We programmed this experiment in PsychoPy2, and after several rewrites and switching between a number of visual and audio codecs, we were forced to abandon the platform entirely due to unfixable intermittent crashes, and switch to MatLab and PsychToolBox. PsychToolBox also had several issues, but with several days of system debugging effort by Johnathan Wiltshire, programmer analyst at the University of Canterbury’s psychology department, these issues were at least resolvable. We cannot thank Johnathan enough! In addition, electrical issues with our own air flow system made completion of this research a daunting task, requiring a lot of help and repairs from Scott Lloyd of Electrical engineering. Scott did a lot of burdensome work for us, and we are grateful.

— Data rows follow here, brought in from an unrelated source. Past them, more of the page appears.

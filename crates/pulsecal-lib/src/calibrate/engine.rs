use crate::calibrate::least_squares::{LeastSquares, LinearModel};
use crate::detect::delay::estimate_delays;
use crate::detect::envelope::extract_envelope;
use crate::detect::peaks::{detect_peaks, Inversion};
use crate::signal::{DelaySeries, EnvelopePair, PeakTrain, TimeSeries};
use log::{debug, info};
use serde::{Deserialize, Serialize};
use thiserror::Error;

#[derive(Debug, Error)]
pub enum CalibrationError {
    #[error("channel {index} is out of range ({count} channels configured)")]
    ChannelOutOfRange { index: usize, count: usize },
    #[error("calibration window must satisfy 0 <= begin < end <= 100, got {begin}..{end}")]
    InvalidWindow { begin: u32, end: u32 },
}

/// Percentage range of the recording used to fit the delay→pressure models.
/// The complement is the held-out validation region.
#[derive(Debug, Clone, Copy, PartialEq, Eq, Serialize, Deserialize)]
pub struct CalibrationWindow {
    begin_percent: u32,
    end_percent: u32,
}

impl CalibrationWindow {
    pub fn new(begin_percent: u32, end_percent: u32) -> Result<Self, CalibrationError> {
        if begin_percent >= end_percent || end_percent > 100 {
            return Err(CalibrationError::InvalidWindow {
                begin: begin_percent,
                end: end_percent,
            });
        }
        Ok(Self {
            begin_percent,
            end_percent,
        })
    }

    pub fn begin_percent(&self) -> u32 {
        self.begin_percent
    }

    pub fn end_percent(&self) -> u32 {
        self.end_percent
    }

    /// Half-open sample-index bounds over a channel of `len` samples.
    pub fn bounds(&self, len: usize) -> (usize, usize) {
        let begin = self.begin_percent as usize * len / 100;
        let end = self.end_percent as usize * len / 100;
        (begin, end)
    }

    pub fn contains(&self, index: usize, len: usize) -> bool {
        let (begin, end) = self.bounds(len);
        index >= begin && index < end
    }
}

/// One accepted regression sample: a transit delay paired with the measured
/// envelope extrema of the same beat. All three fields are nonzero.
#[derive(Debug, Clone, Copy, Default, PartialEq, Serialize, Deserialize)]
pub struct DelayPressureSample {
    pub delay_s: f64,
    pub min_pressure: f64,
    pub max_pressure: f64,
}

/// Mean absolute percentage error between measured and predicted extrema,
/// over the positions where both exist.
#[derive(Debug, Clone, Copy, Default, Serialize, Deserialize)]
pub struct ValidationStats {
    pub low_error_percent: f64,
    pub low_points: usize,
    pub high_error_percent: f64,
    pub high_points: usize,
}

/// Outcome of one calibration pass.
#[derive(Debug, Clone, Serialize, Deserialize)]
pub struct CalibrationSummary {
    pub low: LinearModel,
    pub high: LinearModel,
    /// Accepted regression samples, in sample order.
    pub samples: Vec<DelayPressureSample>,
    pub validation: ValidationStats,
}

/// Everything derived for one channel. The arrays are parallel to the
/// channel's samples and fully overwritten on each calibration pass.
#[derive(Debug, Clone, Default, Serialize, Deserialize)]
pub struct ChannelState {
    pub series: TimeSeries,
    pub peaks: PeakTrain,
    pub delays: DelaySeries,
    pub measured: EnvelopePair,
    pub predicted: EnvelopePair,
}

impl ChannelState {
    fn assign(&mut self, series: TimeSeries) {
        let len = series.len();
        self.series = series;
        self.reset_derived(len);
    }

    fn reset_derived(&mut self, len: usize) {
        self.peaks = PeakTrain::zeros(len);
        self.delays = DelaySeries::zeros(len);
        self.measured = EnvelopePair::zeros(len);
        self.predicted = EnvelopePair::zeros(len);
    }
}

/// The calibration engine: owns the per-channel state and recomputes every
/// derived array from scratch on each `calibrate` call. Single-threaded;
/// callers serialize passes against buffer replacement.
#[derive(Debug, Clone, Default)]
pub struct Calibrator {
    channels: Vec<ChannelState>,
}

impl Calibrator {
    pub fn new(channel_count: usize) -> Self {
        Self {
            channels: (0..channel_count).map(|_| ChannelState::default()).collect(),
        }
    }

    pub fn channel_count(&self) -> usize {
        self.channels.len()
    }

    /// Replace a channel's sample buffer, resetting its derived arrays.
    /// Out-of-range indices are ignored: channels may be configured before
    /// a recording is loaded.
    pub fn set_samples(&mut self, index: usize, series: TimeSeries) {
        if let Some(channel) = self.channels.get_mut(index) {
            channel.assign(series);
        }
    }

    pub fn channel(&self, index: usize) -> Option<&ChannelState> {
        self.channels.get(index)
    }

    fn check_index(&self, index: usize) -> Result<(), CalibrationError> {
        if index >= self.channels.len() {
            return Err(CalibrationError::ChannelOutOfRange {
                index,
                count: self.channels.len(),
            });
        }
        Ok(())
    }

    /// Run the full pipeline: peak detection on the ECG and plethysmogram
    /// channels, envelope extraction on the ABP channel, delay estimation,
    /// the windowed least-squares fit of both pressure models, and the
    /// held-out prediction pass.
    pub fn calibrate(
        &mut self,
        ecg: usize,
        pleth: usize,
        abp: usize,
        window: CalibrationWindow,
    ) -> Result<CalibrationSummary, CalibrationError> {
        self.check_index(ecg)?;
        self.check_index(pleth)?;
        self.check_index(abp)?;

        for channel in self.channels.iter_mut() {
            let len = channel.series.len();
            channel.reset_derived(len);
        }

        let ecg_train = detect_peaks(&self.channels[ecg].series, Inversion::Normal);
        let pleth_train = detect_peaks(&self.channels[pleth].series, Inversion::Normal);
        debug!(
            "detected {} ECG and {} plethysmogram peaks",
            ecg_train.peaks().count(),
            pleth_train.peaks().count()
        );

        // The ABP channel's own peak trains stay internal to the envelope
        // extraction; only the extrema are kept.
        let measured = extract_envelope(&self.channels[abp].series);
        debug!(
            "ABP envelope: {} maxima, {} minima",
            measured.maxima_count(),
            measured.minima_count()
        );

        let ecg_fs = self.channels[ecg].series.fs;
        let pleth_fs = self.channels[pleth].series.fs;
        let abp_fs = self.channels[abp].series.fs;
        let delays = estimate_delays(&ecg_train, ecg_fs, &pleth_train, pleth_fs);

        let abp_len = self.channels[abp].series.len();
        let (summary, predicted) = run_regression(
            &measured,
            &delays,
            abp_fs,
            pleth_fs,
            abp_len,
            window,
        );

        self.channels[ecg].peaks = ecg_train;
        self.channels[pleth].peaks = pleth_train;
        self.channels[pleth].delays = delays;
        self.channels[abp].measured = measured;
        self.channels[abp].predicted = predicted;

        Ok(summary)
    }
}

/// Advance the plethysmogram-side cursor until its time catches up with the
/// ABP index, consuming the latest nonzero delay on the way.
fn advance_cursor(
    delays: &DelaySeries,
    cursor: &mut usize,
    latest: &mut f64,
    abp_index: usize,
    abp_fs: f64,
    pleth_fs: f64,
) {
    while *cursor < delays.len() && (*cursor as f64) * abp_fs < (abp_index as f64) * pleth_fs {
        if delays.delays[*cursor] != 0.0 {
            *latest = delays.delays[*cursor];
        }
        *cursor += 1;
    }
}

fn run_regression(
    measured: &EnvelopePair,
    delays: &DelaySeries,
    abp_fs: f64,
    pleth_fs: f64,
    abp_len: usize,
    window: CalibrationWindow,
) -> (CalibrationSummary, EnvelopePair) {
    let (begin, end) = window.bounds(abp_len);

    // Fitting pass: collect delay/pressure triples inside the window.
    let mut low_fit = LeastSquares::default();
    let mut high_fit = LeastSquares::default();
    let mut samples = Vec::new();
    let mut item = DelayPressureSample::default();
    let mut cursor = 0usize;
    for i in begin..end {
        if measured.minima[i] != 0.0 {
            item.min_pressure = measured.minima[i];
        }
        if measured.maxima[i] != 0.0 {
            item.max_pressure = measured.maxima[i];
        }
        advance_cursor(delays, &mut cursor, &mut item.delay_s, i, abp_fs, pleth_fs);
        if item.delay_s != 0.0 && item.min_pressure != 0.0 && item.max_pressure != 0.0 {
            debug!(
                "sample: delay {:.4} s, low {:.2}, high {:.2}",
                item.delay_s, item.min_pressure, item.max_pressure
            );
            low_fit.add(item.delay_s, item.min_pressure);
            high_fit.add(item.delay_s, item.max_pressure);
            samples.push(item);
            item = DelayPressureSample::default();
        }
    }

    let low = low_fit.fit();
    let high = high_fit.fit();
    info!("low  = {:.2} * t + {:.2} (n = {})", low.a, low.b, low.n);
    info!("high = {:.2} * t + {:.2} (n = {})", high.a, high.b, high.n);

    // Prediction pass over the full recording; written only outside the
    // fitting window.
    let mut predicted = EnvelopePair::zeros(abp_len);
    let mut cursor = 0usize;
    let mut delay = 0.0;
    let mut min_idx: Option<usize> = None;
    let mut max_idx: Option<usize> = None;
    for i in 0..abp_len {
        if measured.minima[i] != 0.0 {
            min_idx = Some(i);
        }
        if measured.maxima[i] != 0.0 {
            max_idx = Some(i);
        }
        advance_cursor(delays, &mut cursor, &mut delay, i, abp_fs, pleth_fs);
        if delay != 0.0 && !window.contains(i, abp_len) {
            if let (Some(mn), Some(mx)) = (min_idx, max_idx) {
                // A tracker may still point at an extremum just inside the
                // window right after crossing its edge; those positions stay
                // held out.
                if !window.contains(mn, abp_len) {
                    predicted.minima[mn] = low.predict(delay);
                }
                if !window.contains(mx, abp_len) {
                    predicted.maxima[mx] = high.predict(delay);
                }
                delay = 0.0;
                min_idx = None;
                max_idx = None;
            }
        }
    }

    let validation = validation_stats(measured, &predicted);
    (
        CalibrationSummary {
            low,
            high,
            samples,
            validation,
        },
        predicted,
    )
}

fn validation_stats(measured: &EnvelopePair, predicted: &EnvelopePair) -> ValidationStats {
    let (low_error_percent, low_points) = mape(&measured.minima, &predicted.minima);
    let (high_error_percent, high_points) = mape(&measured.maxima, &predicted.maxima);
    ValidationStats {
        low_error_percent,
        low_points,
        high_error_percent,
        high_points,
    }
}

fn mape(measured: &[f64], predicted: &[f64]) -> (f64, usize) {
    let mut total = 0.0;
    let mut count = 0usize;
    for (&m, &p) in measured.iter().zip(predicted) {
        if m != 0.0 && p != 0.0 {
            total += 100.0 * (m - p).abs() / m.abs();
            count += 1;
        }
    }
    if count == 0 {
        (0.0, 0)
    } else {
        (total / count as f64, count)
    }
}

All told, I alone lost almost 100 working days to debugging and repair efforts during this experiment. We therefore recommend all those who follow up on this research make sure that they have collaborators with backgrounds in both engineering and information technology, work in labs with technical support, and have budgets and people who can and will build electrically robust equipment. We also recommend not just testing, debugging, and piloting experiments, but also the generation of automated iterative tools that can identify and allow the resolution of uncommon intermittent errors.

Your mental health depends on you following this advice.

Visual-tactile Speech Perception and the Autism Quotient

Katie Bicevskis, Bryan Gick, and I just had “Visual-tactile Speech Perception and the Autism Quotient” – our reexamination and expansion our evidence for ecologically valid visual-tactile speech perception – accepted to Frontiers in Communications: Language Sciences.  Right now only the abstract and introductory parts are online, but the whole article will be up soon.  The major contribution of this article is  that speech perceivers integrate air flow information during visual speech perception with greater reliance upon event-related accuracy the more they self-describe as neurotypical.  This behaviour supports the Happé & Frith (2006) weak coherence account of Autism Spectrum Disorder.  Put very simply, neurotypical people perceive whole events, but people with ASD perceive uni-sensory parts of events, often with greater detail than their neurotypical counterparts.  This account partially explains how autists can have deficiencies in imagination and social skills, but also be extremely capable in other areas of inquiry.  Previous models of ASD offered an explanation of disability, Happé and Frith offer an explanation of different ability.

I will be expanding on this discussion, with a plain English explanation of the results, once the article is fully published.  For now, the article abstract is re-posted here:

“Multisensory information is integrated asymmetrically in speech perception: An audio signal can follow video by 240 milliseconds, but can precede video by only 60 ms, without disrupting the sense of synchronicity (Munhall et al., 1996). Similarly, air flow can follow either audio (Gick et al., 2010) or video (Bicevskis et al., 2016) by a much larger margin than it can precede either while remaining perceptually synchronous. These asymmetric windows of integration have been attributed to the physical properties of the signals; light travels faster than sound (Munhall et al., 1996), and sound travels faster than air flow (Gick et al., 2010). Perceptual windows of integration narrow during development (Hillock-Dunn and Wallace, 2012), but remain wider among people with autism (Wallace and Stevenson, 2014). Here we show that, even among neurotypical adult perceivers, visual-tactile windows of integration are wider and flatter the higher the participant’s Autism Quotient (AQ) (Baron-Cohen et al, 2001), a self-report screening test for Autism Spectrum Disorder (ASD). As ‘pa’ is produced with a tiny burst of aspiration (Derrick et al., 2009), we applied light and inaudible air puffs to participants’ necks while they watched silent videos of a person saying ‘ba’ or ‘pa’, with puffs presented both synchronously and at varying degrees of asynchrony relative to the recorded plosive release burst, which itself is time-aligned to visible lip opening. All syllables seen along with cutaneous air puffs were more likely to be perceived as ‘pa’. Syllables were perceived as ‘pa’ most often when the air puff occurred 50-100 ms after lip opening, with decaying probability as asynchrony increased. Integration was less dependent on time-alignment the higher the participant’s AQ. Perceivers integrate event-relevant tactile information in visual speech perception with greater reliance upon event-related accuracy the more they self-describe as neurotypical, supporting the Happé & Frith (2006) weak coherence account of ASD.”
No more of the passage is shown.